DSW’s Solid Execution Continues

NEW YORK — Analysts and investors continue to be impressed by DSW Inc.’s standout performance.

“They’re executing very well, even in a choppy environment,” said Camilo Lyon, analyst at Canaccord Genuity.

Kate McShane, analyst at Citi Investment Research, agreed: “Inventories were also clean heading into [the] holiday, [and] fourth-quarter guidance is likely conservative, given continued momentum in the business and easing margin comparisons.”

Several levers are being successfully pulled at the Columbus, Ohio-based retailer, said DSW President and CEO Mike MacDonald in a conference call with analysts last week.

Sales are up in all categories, with the largest one, women’s footwear, growing by 4 percent. Athletic shoes increased 9 percent, while men’s footwear and accessories, both of which DSW has identified as focus areas, advanced 11 percent and 13 percent, respectively.

“The thing I’m most excited about is the men’s business. Men are really embracing the fashion component, [which] continues to translate into our men’s accessory business,” said Debbie Ferrée, DSW’s vice chairman and chief merchandising officer.

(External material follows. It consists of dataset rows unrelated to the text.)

use std::sync::{mpsc, Arc};
use std::thread;
use std::time::Duration;

use engine_logging::engine_error;
use giftcheck_core::{AnalysisMode, BatchConfig, BatchId, ClassificationResult, Link};

use crate::scheduler::{BatchScheduler, BatchSink};
use crate::{BatchError, EngineError, EngineEvent, EngineSettings};

enum EngineCommand {
    StartBatch {
        batch_id: BatchId,
        links: Vec<Link>,
        config: BatchConfig,
    },
}

impl EngineCommand {
    fn batch_id(&self) -> BatchId {
        match self {
            EngineCommand::StartBatch { batch_id, .. } => *batch_id,
        }
    }
}

/// Runs batches on a background runtime and reports back over a channel.
pub struct EngineHandle {
    cmd_tx: mpsc::Sender<EngineCommand>,
    event_rx: mpsc::Receiver<EngineEvent>,
}

impl EngineHandle {
    pub fn new(settings: EngineSettings) -> Result<Self, EngineError> {
        let scheduler = Arc::new(BatchScheduler::from_settings(&settings)?);
        let runtime = tokio::runtime::Builder::new_multi_thread()
            .enable_all()
            .build()?;
        Ok(Self::with_scheduler(scheduler, runtime))
    }

    /// Uses the given scheduler and runtime instead of building them from settings.
    pub fn with_scheduler(scheduler: Arc<BatchScheduler>, runtime: tokio::runtime::Runtime) -> Self {
        let (cmd_tx, cmd_rx) = mpsc::channel::<EngineCommand>();
        let (event_tx, event_rx) = mpsc::channel();

        thread::spawn(move || {
            while let Ok(command) = cmd_rx.recv() {
                let batch_id = command.batch_id();
                let scheduler = scheduler.clone();
                let task_tx = event_tx.clone();
                let task = runtime.spawn(async move {
                    handle_command(scheduler.as_ref(), command, task_tx).await;
                });
                // A batch that dies without reporting still has to complete.
                let watch_tx = event_tx.clone();
                runtime.spawn(async move {
                    if let Err(err) = task.await {
                        engine_error!("Batch {} task failed: {}", batch_id, err);
                        let _ = watch_tx.send(EngineEvent::BatchCompleted {
                            batch_id,
                            result: Err(BatchError::Crashed(err.to_string())),
                        });
                    }
                });
            }
        });

        Self { cmd_tx, event_rx }
    }

    pub fn start_batch(&self, batch_id: BatchId, links: Vec<Link>, config: BatchConfig) {
        if self
            .cmd_tx
            .send(EngineCommand::StartBatch {
                batch_id,
                links,
                config,
            })
            .is_err()
        {
            engine_error!("Engine thread is gone, batch {} dropped", batch_id);
        }
    }

    /// `Ok(None)` when nothing is queued; `Disconnected` once the engine
    /// thread is gone and no event can ever arrive.
    pub fn try_recv(&self) -> Result<Option<EngineEvent>, EngineError> {
        match self.event_rx.try_recv() {
            Ok(event) => Ok(Some(event)),
            Err(mpsc::TryRecvError::Empty) => Ok(None),
            Err(mpsc::TryRecvError::Disconnected) => Err(EngineError::Disconnected),
        }
    }

    /// Like [`EngineHandle::try_recv`], waiting up to `timeout` for an event.
    pub fn recv_timeout(&self, timeout: Duration) -> Result<Option<EngineEvent>, EngineError> {
        match self.event_rx.recv_timeout(timeout) {
            Ok(event) => Ok(Some(event)),
            Err(mpsc::RecvTimeoutError::Timeout) => Ok(None),
            Err(mpsc::RecvTimeoutError::Disconnected) => Err(EngineError::Disconnected),
        }
    }
}

/// Forwards scheduler notifications as engine events for one batch.
struct ChannelBatchSink {
    batch_id: BatchId,
    tx: mpsc::Sender<EngineEvent>,
}

impl BatchSink for ChannelBatchSink {
    fn on_mode(&self, mode: AnalysisMode) {
        let _ = self.tx.send(EngineEvent::ModeSelected {
            batch_id: self.batch_id,
            mode,
        });
    }

    fn on_progress(&self, completed: usize, total: usize) {
        let _ = self.tx.send(EngineEvent::Progress {
            batch_id: self.batch_id,
            completed,
            total,
        });
    }

    fn on_result(&self, result: &ClassificationResult) {
        let _ = self.tx.send(EngineEvent::Result {
            batch_id: self.batch_id,
            result: result.clone(),
        });
    }
}

async fn handle_command(
    scheduler: &BatchScheduler,
    command: EngineCommand,
    event_tx: mpsc::Sender<EngineEvent>,
) {
    match command {
        EngineCommand::StartBatch {
            batch_id,
            links,
            config,
        } => {
            let sink = ChannelBatchSink {
                batch_id,
                tx: event_tx.clone(),
            };
            let result = scheduler
                .run(&links, &config, &sink)
                .await
                .map(|results| results.len());
            let _ = event_tx.send(EngineEvent::BatchCompleted { batch_id, result });
        }
    }
}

As for the women’s category, Ferrée called the plain pump business “so phenomenal right now,” while the continuing casualization of shoes means the dress category is under some pressure. “We have a very strong dress business and need to protect our turf. We’re making sure we make some material changes and some construction changes to try to address that,” she said.

Meanwhile, comparable-store sales in women’s boots were flat, with fashion styles and booties performing better than functional boots and tall-shafted looks.

“We interpret this mix of selling to be primarily reflective of the mostly warm weather we experienced in the third quarter this year,” said MacDonald, while analysts noted there could be significant upside to the general boot business if the weather turns colder in the next few months.

In the coming quarters, DSW is experimenting with growth of its online offering of luxury footwear, handbags and accessories. It’s testing selling jewelry in stores, too.

The firm also is forging ahead with expansion, opening 39 new doors so far this year and planning for as many as 30 in 2013. In the third quarter, DSW earned a net income, adjusted for impact of one-time items, of $46.6 million, or $1.02 a share — a 17 percent improvement from adjusted net income of $39.8 million, or 88 cents, a year ago.

Revenue grew 11.7 percent to $592.7 million, from $530.7 million, on the back of a 6.3 percent increase in comps. For the full year, DSW expects adjusted earnings per share to be in the range of $3.30 to $3.40, with comps forecast to grow in the mid-single digit range.